Transcribe the lines from the start of the data below through the line with "use crate::sync::reconcile::MessageReconciler;", word for word and nothing more.

(Entries taken from a collection)
+++

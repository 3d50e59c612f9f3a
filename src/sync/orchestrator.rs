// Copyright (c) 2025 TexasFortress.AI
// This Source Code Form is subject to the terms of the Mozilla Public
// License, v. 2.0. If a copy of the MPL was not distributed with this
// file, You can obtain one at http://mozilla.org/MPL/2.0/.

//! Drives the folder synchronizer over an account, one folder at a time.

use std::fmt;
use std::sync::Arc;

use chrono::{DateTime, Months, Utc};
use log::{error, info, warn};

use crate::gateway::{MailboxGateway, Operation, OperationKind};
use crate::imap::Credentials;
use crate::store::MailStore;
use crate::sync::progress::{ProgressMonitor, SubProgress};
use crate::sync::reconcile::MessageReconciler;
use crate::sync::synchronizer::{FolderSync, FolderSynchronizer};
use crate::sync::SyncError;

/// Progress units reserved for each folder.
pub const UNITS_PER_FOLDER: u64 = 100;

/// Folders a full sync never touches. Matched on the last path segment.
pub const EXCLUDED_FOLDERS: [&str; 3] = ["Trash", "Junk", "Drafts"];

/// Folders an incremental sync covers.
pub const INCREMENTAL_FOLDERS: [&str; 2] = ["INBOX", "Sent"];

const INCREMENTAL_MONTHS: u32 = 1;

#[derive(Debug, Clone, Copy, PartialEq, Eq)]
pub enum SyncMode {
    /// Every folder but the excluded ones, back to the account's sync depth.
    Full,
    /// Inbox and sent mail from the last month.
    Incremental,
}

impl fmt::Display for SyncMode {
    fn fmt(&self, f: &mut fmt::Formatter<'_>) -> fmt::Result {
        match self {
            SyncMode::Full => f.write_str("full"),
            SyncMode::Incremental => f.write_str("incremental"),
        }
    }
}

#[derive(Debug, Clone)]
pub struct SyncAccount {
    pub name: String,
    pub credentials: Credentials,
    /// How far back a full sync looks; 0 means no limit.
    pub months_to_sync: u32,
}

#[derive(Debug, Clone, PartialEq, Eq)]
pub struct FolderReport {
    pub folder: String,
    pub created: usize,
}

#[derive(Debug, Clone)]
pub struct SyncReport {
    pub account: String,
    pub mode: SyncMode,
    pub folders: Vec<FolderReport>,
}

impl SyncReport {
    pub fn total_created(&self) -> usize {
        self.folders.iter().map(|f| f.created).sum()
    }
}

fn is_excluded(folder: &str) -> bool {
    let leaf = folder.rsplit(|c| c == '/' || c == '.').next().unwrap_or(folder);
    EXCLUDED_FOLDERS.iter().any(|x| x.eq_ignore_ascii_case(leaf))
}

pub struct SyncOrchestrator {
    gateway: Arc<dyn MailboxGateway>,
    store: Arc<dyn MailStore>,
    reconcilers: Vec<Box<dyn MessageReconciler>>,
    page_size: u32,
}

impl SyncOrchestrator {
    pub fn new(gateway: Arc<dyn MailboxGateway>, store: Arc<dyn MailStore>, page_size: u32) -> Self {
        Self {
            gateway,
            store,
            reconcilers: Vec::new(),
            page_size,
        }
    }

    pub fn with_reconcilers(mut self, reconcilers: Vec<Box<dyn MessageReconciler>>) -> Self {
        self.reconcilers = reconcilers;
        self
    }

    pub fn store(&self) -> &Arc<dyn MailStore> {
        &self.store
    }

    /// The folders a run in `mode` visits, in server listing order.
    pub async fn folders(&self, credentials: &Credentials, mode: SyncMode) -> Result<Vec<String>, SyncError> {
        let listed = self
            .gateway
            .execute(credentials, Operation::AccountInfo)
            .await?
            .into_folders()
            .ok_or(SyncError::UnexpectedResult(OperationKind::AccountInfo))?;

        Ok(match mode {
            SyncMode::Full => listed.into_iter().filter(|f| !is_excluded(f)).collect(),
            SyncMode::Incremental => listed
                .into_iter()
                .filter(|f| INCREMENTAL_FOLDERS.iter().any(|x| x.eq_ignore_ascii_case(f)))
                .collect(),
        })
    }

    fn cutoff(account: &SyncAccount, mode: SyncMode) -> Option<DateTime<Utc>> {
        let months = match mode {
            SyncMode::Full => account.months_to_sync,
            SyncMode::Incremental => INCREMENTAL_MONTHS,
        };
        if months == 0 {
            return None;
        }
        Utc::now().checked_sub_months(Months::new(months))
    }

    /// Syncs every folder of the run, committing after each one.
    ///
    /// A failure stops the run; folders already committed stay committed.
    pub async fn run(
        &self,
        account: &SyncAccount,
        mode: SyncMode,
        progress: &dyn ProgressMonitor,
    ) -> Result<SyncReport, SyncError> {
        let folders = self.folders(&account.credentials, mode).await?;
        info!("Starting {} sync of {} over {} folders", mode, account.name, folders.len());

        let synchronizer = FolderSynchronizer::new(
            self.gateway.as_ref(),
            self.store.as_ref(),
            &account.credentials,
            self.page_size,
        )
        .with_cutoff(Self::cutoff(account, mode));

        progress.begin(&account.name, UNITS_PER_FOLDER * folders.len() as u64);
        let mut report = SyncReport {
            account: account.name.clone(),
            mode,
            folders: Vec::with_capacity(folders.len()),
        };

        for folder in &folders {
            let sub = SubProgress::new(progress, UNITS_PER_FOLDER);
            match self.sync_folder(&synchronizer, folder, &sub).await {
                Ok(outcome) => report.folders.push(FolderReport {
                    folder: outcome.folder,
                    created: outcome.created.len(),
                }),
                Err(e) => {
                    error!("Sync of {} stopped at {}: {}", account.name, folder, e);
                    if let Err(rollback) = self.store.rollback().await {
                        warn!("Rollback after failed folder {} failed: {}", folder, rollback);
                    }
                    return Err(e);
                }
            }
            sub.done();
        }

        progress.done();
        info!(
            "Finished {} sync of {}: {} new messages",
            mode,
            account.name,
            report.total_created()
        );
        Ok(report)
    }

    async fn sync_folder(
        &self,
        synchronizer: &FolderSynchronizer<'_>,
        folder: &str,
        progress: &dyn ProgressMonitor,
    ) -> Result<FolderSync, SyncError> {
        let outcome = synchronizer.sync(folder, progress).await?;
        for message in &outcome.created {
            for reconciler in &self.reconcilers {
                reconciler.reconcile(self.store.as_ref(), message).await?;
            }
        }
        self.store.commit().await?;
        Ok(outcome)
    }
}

+++

Answer to this exercise
repository 3d50e59c612f9f3a
filename src/sync/orchestrator.rs
// Copyright (c) 2025 TexasFortress.AI
// This Source Code Form is subject to the terms of the Mozilla Public
// License, v. 2.0. If a copy of the MPL was not distributed with this
// file, You can obtain one at http://mozilla.org/MPL/2.0/.

//! Drives the folder synchronizer over an account, one folder at a time.

use std::fmt;
use std::sync::Arc;

use chrono::{DateTime, Months, Utc};
use log::{error, info, warn};

use crate::gateway::{MailboxGateway, Operation, OperationKind};
use crate::imap::Credentials;
use crate::store::MailStore;
use crate::sync::progress::{ProgressMonitor, SubProgress};
use crate::sync::reconcile::MessageReconciler;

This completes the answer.